*** Opening Extracted entries ***
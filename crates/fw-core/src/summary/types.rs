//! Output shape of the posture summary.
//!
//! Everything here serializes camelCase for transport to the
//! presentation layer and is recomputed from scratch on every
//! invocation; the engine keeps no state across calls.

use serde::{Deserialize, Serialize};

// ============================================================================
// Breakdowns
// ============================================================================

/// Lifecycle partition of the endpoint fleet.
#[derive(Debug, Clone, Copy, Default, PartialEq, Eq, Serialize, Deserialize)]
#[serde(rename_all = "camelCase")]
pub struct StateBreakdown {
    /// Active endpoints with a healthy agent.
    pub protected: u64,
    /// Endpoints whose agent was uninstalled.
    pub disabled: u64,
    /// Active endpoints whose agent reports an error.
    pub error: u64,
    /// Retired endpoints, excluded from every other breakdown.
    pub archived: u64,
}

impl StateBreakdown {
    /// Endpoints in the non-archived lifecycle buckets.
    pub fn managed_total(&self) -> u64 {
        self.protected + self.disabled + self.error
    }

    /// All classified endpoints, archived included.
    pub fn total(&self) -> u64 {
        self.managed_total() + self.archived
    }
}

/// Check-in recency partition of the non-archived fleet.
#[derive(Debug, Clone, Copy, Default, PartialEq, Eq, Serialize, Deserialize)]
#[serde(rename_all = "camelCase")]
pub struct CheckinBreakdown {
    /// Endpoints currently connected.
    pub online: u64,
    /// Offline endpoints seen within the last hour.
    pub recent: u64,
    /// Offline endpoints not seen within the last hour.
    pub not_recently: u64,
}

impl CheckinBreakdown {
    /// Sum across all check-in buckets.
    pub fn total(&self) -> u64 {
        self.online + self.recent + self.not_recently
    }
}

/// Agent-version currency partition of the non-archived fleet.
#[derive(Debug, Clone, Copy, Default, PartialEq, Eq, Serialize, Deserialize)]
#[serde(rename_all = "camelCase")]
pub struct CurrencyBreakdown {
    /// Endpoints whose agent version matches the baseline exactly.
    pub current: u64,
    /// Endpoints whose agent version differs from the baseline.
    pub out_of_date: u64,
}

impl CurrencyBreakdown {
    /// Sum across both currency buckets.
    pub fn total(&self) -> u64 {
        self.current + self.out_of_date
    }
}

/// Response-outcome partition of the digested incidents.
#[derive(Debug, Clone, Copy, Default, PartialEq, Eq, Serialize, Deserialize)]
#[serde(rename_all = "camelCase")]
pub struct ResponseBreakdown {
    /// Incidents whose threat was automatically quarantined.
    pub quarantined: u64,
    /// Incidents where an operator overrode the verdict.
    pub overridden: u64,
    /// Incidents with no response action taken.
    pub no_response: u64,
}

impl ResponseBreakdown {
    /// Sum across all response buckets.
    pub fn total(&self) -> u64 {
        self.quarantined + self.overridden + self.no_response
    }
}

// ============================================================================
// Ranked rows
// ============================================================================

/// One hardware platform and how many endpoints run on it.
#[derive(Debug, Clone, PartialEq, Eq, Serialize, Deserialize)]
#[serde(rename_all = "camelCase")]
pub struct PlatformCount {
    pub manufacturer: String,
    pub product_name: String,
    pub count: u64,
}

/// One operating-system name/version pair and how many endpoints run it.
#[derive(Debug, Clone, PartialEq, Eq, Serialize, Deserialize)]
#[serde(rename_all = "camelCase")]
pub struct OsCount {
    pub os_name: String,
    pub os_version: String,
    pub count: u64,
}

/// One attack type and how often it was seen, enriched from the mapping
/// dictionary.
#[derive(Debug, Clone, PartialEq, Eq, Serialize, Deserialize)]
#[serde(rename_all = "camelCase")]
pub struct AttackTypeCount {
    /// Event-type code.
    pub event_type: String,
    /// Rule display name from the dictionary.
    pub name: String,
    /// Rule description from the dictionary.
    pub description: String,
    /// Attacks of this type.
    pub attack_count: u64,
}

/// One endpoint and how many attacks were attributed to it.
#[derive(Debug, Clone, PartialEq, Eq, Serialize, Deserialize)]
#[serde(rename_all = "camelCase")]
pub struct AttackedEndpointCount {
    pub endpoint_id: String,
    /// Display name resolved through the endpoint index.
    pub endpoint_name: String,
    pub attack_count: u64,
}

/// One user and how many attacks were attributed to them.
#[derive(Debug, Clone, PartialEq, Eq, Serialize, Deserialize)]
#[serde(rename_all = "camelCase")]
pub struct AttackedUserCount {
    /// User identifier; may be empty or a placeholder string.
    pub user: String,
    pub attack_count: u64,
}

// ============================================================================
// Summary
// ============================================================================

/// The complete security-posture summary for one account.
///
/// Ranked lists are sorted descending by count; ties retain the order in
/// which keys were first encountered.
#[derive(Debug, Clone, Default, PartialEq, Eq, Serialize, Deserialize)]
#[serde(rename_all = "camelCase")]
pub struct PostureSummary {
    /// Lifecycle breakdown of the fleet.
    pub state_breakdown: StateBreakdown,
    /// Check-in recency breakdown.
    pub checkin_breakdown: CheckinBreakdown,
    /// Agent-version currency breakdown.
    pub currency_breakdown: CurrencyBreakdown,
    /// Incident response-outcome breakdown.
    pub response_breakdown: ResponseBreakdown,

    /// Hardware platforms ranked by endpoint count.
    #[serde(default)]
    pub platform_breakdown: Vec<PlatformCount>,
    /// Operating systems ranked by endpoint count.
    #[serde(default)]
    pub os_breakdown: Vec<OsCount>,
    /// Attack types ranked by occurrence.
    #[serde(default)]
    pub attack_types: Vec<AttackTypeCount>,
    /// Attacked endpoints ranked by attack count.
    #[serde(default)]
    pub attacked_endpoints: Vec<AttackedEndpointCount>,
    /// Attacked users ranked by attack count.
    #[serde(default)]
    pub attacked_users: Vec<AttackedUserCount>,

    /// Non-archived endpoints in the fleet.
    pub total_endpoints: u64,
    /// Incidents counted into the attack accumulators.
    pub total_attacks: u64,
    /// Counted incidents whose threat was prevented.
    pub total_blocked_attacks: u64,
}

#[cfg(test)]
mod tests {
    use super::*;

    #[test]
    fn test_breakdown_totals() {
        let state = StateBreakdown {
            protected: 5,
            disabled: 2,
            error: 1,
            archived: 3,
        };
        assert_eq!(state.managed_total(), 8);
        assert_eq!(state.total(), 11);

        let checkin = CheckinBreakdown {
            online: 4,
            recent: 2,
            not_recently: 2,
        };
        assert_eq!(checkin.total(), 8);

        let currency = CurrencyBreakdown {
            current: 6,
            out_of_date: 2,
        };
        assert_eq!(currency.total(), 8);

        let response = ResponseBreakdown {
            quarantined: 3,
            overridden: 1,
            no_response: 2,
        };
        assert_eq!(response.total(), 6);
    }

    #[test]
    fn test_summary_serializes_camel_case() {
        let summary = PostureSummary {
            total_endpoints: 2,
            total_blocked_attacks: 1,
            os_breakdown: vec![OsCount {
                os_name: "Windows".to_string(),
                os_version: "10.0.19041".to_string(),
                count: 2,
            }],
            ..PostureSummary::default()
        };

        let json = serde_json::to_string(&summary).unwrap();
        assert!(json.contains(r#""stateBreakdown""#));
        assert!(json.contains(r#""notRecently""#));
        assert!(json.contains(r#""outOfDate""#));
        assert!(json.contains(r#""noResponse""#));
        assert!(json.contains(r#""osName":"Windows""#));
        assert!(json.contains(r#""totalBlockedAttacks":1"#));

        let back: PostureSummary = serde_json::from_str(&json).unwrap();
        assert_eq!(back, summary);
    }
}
*** Closing Extracted entries ***
Work task: For the string "PlatformCount", return every line of the data where it appears.

Task result:
pub struct PlatformCount {
    pub platform_breakdown: Vec<PlatformCount>,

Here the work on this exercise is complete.